Protein found in humans

Angiotensin II receptor type 1 (AT1) is a G_{q/11}-coupled G protein-coupled receptor (GPCR) and the best characterized angiotensin receptor. It is encoded in humans by the AGTR1 gene. AT1 has vasopressor effects and regulates aldosterone secretion. It is an important effector controlling blood pressure and volume in the cardiovascular system. Angiotensin II receptor blockers are drugs indicated for hypertension, diabetic nephropathy and congestive heart failure.

== Signaling cascade ==

The angiotensin receptor is activated by the vasoconstricting peptide angiotensin II. The activated receptor in turn couples to G_{q/11} and thus activates phospholipase C and increases the cytosolic Ca^{2+} concentrations, which in turn triggers cellular responses such as stimulation of protein kinase C. Activated receptor also inhibits adenylate cyclase in hepatocytes and activates various tyrosine kinases.

== Function ==

The AT1 receptor mediates the major cardiovascular effects of angiotensin II. Effects include vasoconstriction, aldosterone synthesis and secretion, increased vasopressin secretion, cardiac hypertrophy, augmentation of peripheral noradrenergic activity, vascular smooth muscle cells proliferation, decreased renal blood flow, renal renin inhibition, renal tubular sodium reuptake, modulation of central sympathetic nervous system activity, cardiac contractility, central osmocontrol and extracellular matrix formation. The main function of angiotensin II in the brain is to stimulate drinking behavior, an effect that is mediated by the AT1 receptor.

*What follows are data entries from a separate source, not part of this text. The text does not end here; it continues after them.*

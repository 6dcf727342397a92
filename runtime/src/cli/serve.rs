//! Run the HTTP service in the foreground.

use crate::cli::output::{self, Styled};
use crate::config::AppConfig;
use crate::rest;
use anyhow::Result;
use std::sync::Arc;
use tracing::info;

/// Command-line overrides for `reelfeed serve`.
#[derive(Debug, Default)]
pub struct ServeArgs {
    pub host: Option<String>,
    pub port: Option<u16>,
    pub synthetic: bool,
}

impl ServeArgs {
    fn apply(self, config: &mut AppConfig) {
        if let Some(host) = self.host {
            config.host = host;
        }
        if let Some(port) = self.port {
            config.port = port;
        }
        if self.synthetic {
            config.service.use_synthetic_data = true;
        }
    }
}

pub async fn run(args: ServeArgs) -> Result<()> {
    let s = Styled::new();
    super::init_tracing(output::is_verbose(), output::is_json());

    let mut config = AppConfig::from_env();
    args.apply(&mut config);
    info!(
        synthetic = config.service.use_synthetic_data,
        source = %config.service.source_tag,
        "starting Reelfeed v{}",
        env!("CARGO_PKG_VERSION")
    );

    let renderer = super::select_renderer(&config);
    let service = Arc::new(super::build_service(&config, renderer));

    let addr = config.bind_addr();
    if !output::is_quiet() {
        eprintln!("  {} Reelfeed v{} on http://{addr}", s.ok_sym(), env!("CARGO_PKG_VERSION"));
        if config.service.use_synthetic_data {
            eprintln!("  {} serving synthetic items only", s.warn_sym());
        }
    }

    rest::serve(&addr, service).await?;

    if !output::is_quiet() {
        eprintln!("  {} Reelfeed stopped.", s.ok_sym());
    }
    Ok(())
}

== Clinical significance ==

Due to the hemodynamic pressure and volume effects mediated by AT1 receptors, AT1 receptor antagonists are widely prescribed drugs in the management of hypertension and stable heart failure.

== Animal studies ==

Elements of the renin-angiotensin system have been widely studied in a large variety of vertebrate animals including amphibians, reptiles, birds, and mammals.

AT1 receptor blockers have been shown to reduce fear memory recall in mice, but the reliability and relevance of this finding are to be determined.

== Gene ==

It was previously thought that a related gene, denoted as AGTR1B, existed; however, it is now believed that there is only one type 1 receptor gene in humans. At least four transcript variants have been described for this gene. Additional variants have been described but their full-length nature has not been determined. The entire coding sequence is contained in the terminal exon and is present in all transcript variants.

A huge number of polymorphisms is reported in the databases for AT1R which provide an avenue to explore these polymorphisms for their implications in protein structure, function and drug efficacy. Methods In the current study all the SNPs (10234) reported in NCBI were analyzed and SNPs which were important in protein structure and drug interactions were identified. Structures of these polymorphic forms were modeled and in silico drug interaction studies were carried out. Results Result of the interaction studies with polymorphism was in correlation with the reported case. Two SNP mutated structures of AT1R i.e. rs780860717 (G288T), rs868647200 (A182C) shows considerably less binding affinities in case of all angiotensin receptor blockers (ARBs).

== Interactions ==

Angiotensin II receptor type 1 has been shown to interact with Zinc finger and BTB domain-containing protein 16. The protein's mRNA has been reported to interact with Mir-132 microRNA as part of an RNA silencing mechanism that reduces receptor expression.